> WHAT TO PRODUCE: Tally the lines in the data below in which the word "Value" occurs, then give only the total.

Excerpts from a dataset:
——————
use std::path::Path;

use axum::body::{to_bytes, Body};
use axum::http::{Request, StatusCode};
use axum::Router;
use serde_json::{json, Value};
use tower::util::ServiceExt;

use taxi_duration::api::build_router;
use taxi_duration::data::TripRecord;
use taxi_duration::inference::ServingState;
use taxi_duration::training::service::train;
use taxi_duration::training::{BoostParams, FsArtifactStore, TrainConfig};

fn quick_cfg() -> TrainConfig {
    TrainConfig {
        params: BoostParams {
            n_estimators: 15,
            max_depth: 3,
            learning_rate: 0.4,
            ..BoostParams::default()
        },
        ..TrainConfig::default()
    }
}

/// Train on a constant corpus and return a router serving it plus its run id.
fn ready_app(dir: &Path) -> (Router, String) {
    let store = FsArtifactStore::new(dir.join("mlruns"));
    let run_id_path = dir.join("run_id.txt");
    let trips = vec![TripRecord::new(138, 236, 2.5, 10.0); 50];
    let outcome = train(&trips, &store, &run_id_path, &quick_cfg()).expect("train");

    let state = ServingState::startup(&run_id_path, &store).into_shared();
    (build_router(state), outcome.record.run_id.to_string())
}

fn degraded_app(dir: &Path) -> Router {
    let store = FsArtifactStore::new(dir.join("mlruns"));
    build_router(ServingState::startup(&dir.join("run_id.txt"), &store).into_shared())
}

async fn call(app: Router, request: Request<Body>) -> (StatusCode, Value) {
    let response = app.oneshot(request).await.expect("response");
    let status = response.status();
    let body = to_bytes(response.into_body(), usize::MAX)
        .await
        .expect("read body");
    let payload = serde_json::from_slice(&body).unwrap_or(Value::Null);
    (status, payload)
}

async fn get(app: Router, uri: &str) -> (StatusCode, Value) {
    let request = Request::builder()
        .method("GET")
        .uri(uri)
        .body(Body::empty())
        .expect("build request");
    call(app, request).await
}

async fn post_predict(app: Router, body: String) -> (StatusCode, Value) {
    let request = Request::builder()
        .method("POST")
        .uri("/predict")
        .header("content-type", "application/json")
        .body(Body::from(body))
        .expect("build request");
    call(app, request).await
}

#[tokio::test]
async fn root_answers_with_welcome_message() {
    let dir = tempfile::tempdir().unwrap();
    let (status, body) = get(degraded_app(dir.path()), "/").await;
    assert_eq!(status, StatusCode::OK);
    assert!(body["message"].as_str().unwrap().contains("NYC Taxi Duration"));
}

#[tokio::test]
async fn health_reports_loaded_model() {
    let dir = tempfile::tempdir().unwrap();
    let (app, run_id) = ready_app(dir.path());
    let (status, body) = get(app, "/health").await;
    assert_eq!(status, StatusCode::OK);
    assert_eq!(body, json!({"status": "ok", "run_id": run_id, "model_loaded": true}));
}

#[tokio::test]
async fn predict_returns_duration_and_run_id() {
    let dir = tempfile::tempdir().unwrap();
    let (app, run_id) = ready_app(dir.path());
    let body = json!({"pickup_zone_id": 138, "dropoff_zone_id": 236, "trip_distance": 2.5});
    let (status, body) = post_predict(app, body.to_string()).await;

    assert_eq!(status, StatusCode::OK);
    assert_eq!(body["model_version"], run_id);
    let duration = body["duration"].as_f64().unwrap();
    assert!((duration - 10.0).abs() < 0.1, "duration {duration}");
}

#[tokio::test]
async fn predict_accepts_location_id_names() {
    let dir = tempfile::tempdir().unwrap();
    let (app, _) = ready_app(dir.path());
    let body = json!({"PULocationID": 138, "DOLocationID": 236, "trip_distance": 2.5});
    let (status, _) = post_predict(app, body.to_string()).await;
    assert_eq!(status, StatusCode::OK);
}

#[tokio::test]
async fn predict_accepts_whole_float_zone_ids() {
    let dir = tempfile::tempdir().unwrap();
    let (app, _) = ready_app(dir.path());
    let body = json!({"pickup_zone_id": 138.0, "dropoff_zone_id": 236.0, "trip_distance": 2.5});
    let (status, _) = post_predict(app.clone(), body.to_string()).await;
    assert_eq!(status, StatusCode::OK);

    let body = json!({"pickup_zone_id": 138.5, "dropoff_zone_id": 236, "trip_distance": 2.5});
    let (status, payload) = post_predict(app, body.to_string()).await;
    assert_eq!(status, StatusCode::UNPROCESSABLE_ENTITY);
    assert_eq!(payload["code"], "VALIDATION_ERROR");
}

#[tokio::test]
async fn invalid_rides_are_unprocessable() {
    let dir = tempfile::tempdir().unwrap();
    let (app, _) = ready_app(dir.path());
    let bad = [
        json!({"pickup_zone_id": 0, "dropoff_zone_id": 236, "trip_distance": 2.5}),
        json!({"pickup_zone_id": 138, "dropoff_zone_id": -1, "trip_distance": 2.5}),
        json!({"pickup_zone_id": 138, "dropoff_zone_id": 236, "trip_distance": 0.0}),
        json!({"pickup_zone_id": 138, "dropoff_zone_id": 236, "trip_distance": -4.0}),
        json!({"pickup_zone_id": 138, "trip_distance": 2.5}),
        json!({"pickup_zone_id": "a", "dropoff_zone_id": 236, "trip_distance": 2.5}),
    ];
    for body in bad {
        let (status, payload) = post_predict(app.clone(), body.to_string()).await;
        assert_eq!(status, StatusCode::UNPROCESSABLE_ENTITY, "{body}");
        assert_eq!(payload["code"], "VALIDATION_ERROR");
    }

    let (status, payload) = post_predict(app, "{not json".to_string()).await;
    assert_eq!(status, StatusCode::UNPROCESSABLE_ENTITY);
    assert_eq!(payload["code"], "VALIDATION_ERROR");
}

#[tokio::test]
async fn degraded_service_stays_up() {
    let dir = tempfile::tempdir().unwrap();
    let app = degraded_app(dir.path());

    let (status, body) = get(app.clone(), "/health").await;
    assert_eq!(status, StatusCode::OK);
    assert_eq!(body, json!({"status": "degraded", "run_id": "unknown", "model_loaded": false}));

    for _ in 0..3 {
        let body = json!({"pickup_zone_id": 138, "dropoff_zone_id": 236, "trip_distance": 2.5});
        let (status, payload) = post_predict(app.clone(), body.to_string()).await;
        assert_eq!(status, StatusCode::INTERNAL_SERVER_ERROR);
        assert_eq!(payload["code"], "MODEL_UNAVAILABLE");
    }
}

#[tokio::test]
async fn corrupt_artifact_health_names_the_run() {
    let dir = tempfile::tempdir().unwrap();
    let store = FsArtifactStore::new(dir.path().join("mlruns"));
    let run_id_path = dir.path().join("run_id.txt");
    let trips = vec![TripRecord::new(138, 236, 2.5, 10.0); 50];
    let outcome = train(&trips, &store, &run_id_path, &quick_cfg()).expect("train");
    let run_id = outcome.record.run_id;
    std::fs::write(store.artifact_path(&run_id), "garbage").unwrap();

    let app = build_router(ServingState::startup(&run_id_path, &store).into_shared());
    let (status, body) = get(app, "/health").await;
    assert_eq!(status, StatusCode::OK);
    assert_eq!(
        body,
        json!({"status": "degraded", "run_id": run_id.to_string(), "model_loaded": false})
    );
}

#[tokio::test]
async fn degraded_service_still_validates_first() {
    let dir = tempfile::tempdir().unwrap();
    let body = json!({"pickup_zone_id": 0, "dropoff_zone_id": 236, "trip_distance": 2.5});
    let (status, _) = post_predict(degraded_app(dir.path()), body.to_string()).await;
    assert_eq!(status, StatusCode::UNPROCESSABLE_ENTITY);
}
——————
> REPLY: 5